Save our soil

February 26th, 2014

Last week I went to a talk at my local history society by a local (Warwickshire) farmer, Graham Robson who recently retired after 80 years in the business.  Both his film and the subsequent discussions were very thought-provoking. He took us through the dramatic changes in farming methods, crop selection, machinery and financing that had taken place in his time. It became clear to me that many of the changes he experienced also affected the small scale farmers that Practical Action works with in the developing world.

He stressed the importance of the soil – it’s a farmer’s basic raw material and maintenance of its structure and quality is essential. Many modern farming methods combined with more severe weather conditions pose a threat to the food security of the UK and the rest of the world as Robert Palmer shows in his paper in ‘Soil use and management’.

When Graham Robson learned to farm, he ploughed with two shire horses.  Today, even a small tractor has 50 horsepower and the weight of this machinery on the earth compacts the soil, making is less permeable to rain.  So water runs off more quickly making flooding more likely.  Coincidentally, just that morning I’d read George Monbiot’s article in the Guardian  voicing similar concerns.  And this image clearly showed just how much of our precious soil is being washed away to sea.

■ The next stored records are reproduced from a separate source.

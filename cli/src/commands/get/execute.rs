use std::error::Error;

use serde::Serialize;

use db::schema::RootOperation;
use db::{Arguments, Record, Resolved, Resolvers};

use super::GetCmd;
use crate::commands::{root_field, Context, Execute};

/// Result of the get command execution
#[derive(Debug, Default, Serialize)]
pub struct GetResult {
    pub collection: String,
    pub id: String,
    pub record: Option<Record>,
}

impl Execute for GetCmd {
    type Output = GetResult;

    fn execute(self, context: &mut Context) -> Result<Self::Output, Box<dyn Error>> {
        let graph = context.schema()?;
        let root = root_field(&graph, &self.collection, RootOperation::Lookup)?;

        let mut args = Arguments::new();
        args.insert("id".to_string(), self.id.clone().into());

        let record = match Resolvers::new(&graph).resolve_query(&context.store, &root.name, &args)? {
            Resolved::Record(record) => Some(record),
            _ => None,
        };

        Ok(GetResult {
            collection: self.collection,
            id: self.id,
            record,
        })
    }
}
mod execute;
mod output;
mod output_tests;

use std::error::Error;

use clap::Args;

use crate::commands::{CommandRunner, Context, Execute};
use crate::output::{OutputFormat, Outputable};

/// Invoke a root query or mutation field by name
///
/// Mutations change the loaded records in memory only; the data file is
/// never written.
#[derive(Args, Debug)]
#[command(after_help = "\
Examples:
  json_graph resolve allPosts --args '{\"sortField\": \"views\", \"sortOrder\": \"desc\"}'
  json_graph resolve _allCommentsMeta --args '{\"filter\": {\"post_id\": 1}}'
  json_graph resolve Post --args '{\"id\": 1}'
  json_graph resolve updatePost --mutation --args '{\"id\": 1, \"views\": 300}'
  json_graph resolve removeUser --mutation --args '{\"id\": 123}'")]
pub struct ResolveCmd {
    /// Root field name (e.g., allPosts, createPost)
    pub field: String,

    /// Field arguments as a JSON object
    #[arg(short, long)]
    pub args: Option<String>,

    /// Resolve against the Mutation root instead of Query
    #[arg(short, long, default_value_t = false)]
    pub mutation: bool,
}

impl CommandRunner for ResolveCmd {
    fn run(self, context: &mut Context, format: OutputFormat) -> Result<String, Box<dyn Error>> {
        let result = self.execute(context)?;
        Ok(result.format(format))
    }
}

Martha's early crop suffered from heat stress

Martha’s early crop suffered from heat stress

Such problems are not confined to the UK.  Small scale farmers around the world face suffer from soil erosion. In Zimbabwe Practical Action’s food and agriculture programme has developed some successful conservation farming techniques. These include planting in stations to enable targeted feeding and watering of crops and  inter-cropping with ground cover plants such as pumpkins and melons to protect the soil from the heat, reduce run-off and increase infiltration.

Martha Sibanda from Gwanda in Matabeleland participated in training in these techniques and was delighted with the improvement in  her crop yields:

“Crop cover is important for moisture conservation and reducing soil loss. What I want to do is to use a combination of practices which is why I have a dead-level contour, use basins and inter-cropping to try and maximize moisture conservation,” she said.

Martha's crop after using planting holes

Martha’s crop after using planting holes

The innovative use of podcasting has enabled these agricultural techniques to be communicated more widely by extension workers

For farmers in the UK a tractor with caterpillar tracks is available which does less damage to the soil surface.  Currently, only very large models are available but soon, Graham hoped, a similar one would be developed to suit small scale farmers.

The UN’s food and agriculture organization have designated 2014 the International Year of Family Farming.   Small scale farmers around the world face similar problems, so it’s important that we work together to share information on some of the solutions.  

2 responses to “Save our soil”

  1. Jim Middleton Says:

    Hi Amanda

    An excellent evening with Graham. One of the biggest problems is development, roads estates and worst of all motorways. Drains are put in to take the rainfall into the ditches runs into brooks and into rivers and off to the sea. This water has got to be given the chance to drain into the local area. Look at our own village enlarge the driveways, patios installed. Many of them do drain into the gardens but a considerable number drain straight onto the roads
    I served my uni training milking cows all over the country for 8 or 10 years and finished up vending cigarettes. A little different retiring in 2000.

    Sincerely Jim

  2. Amanda Ross Says:

    Thanks, Jim. There has been plenty innovative development of permeable surfaces for driveways etc – but developers must be prepared to specify them or the planners require them. If the development across the A45 goes ahead we should make sure this happens.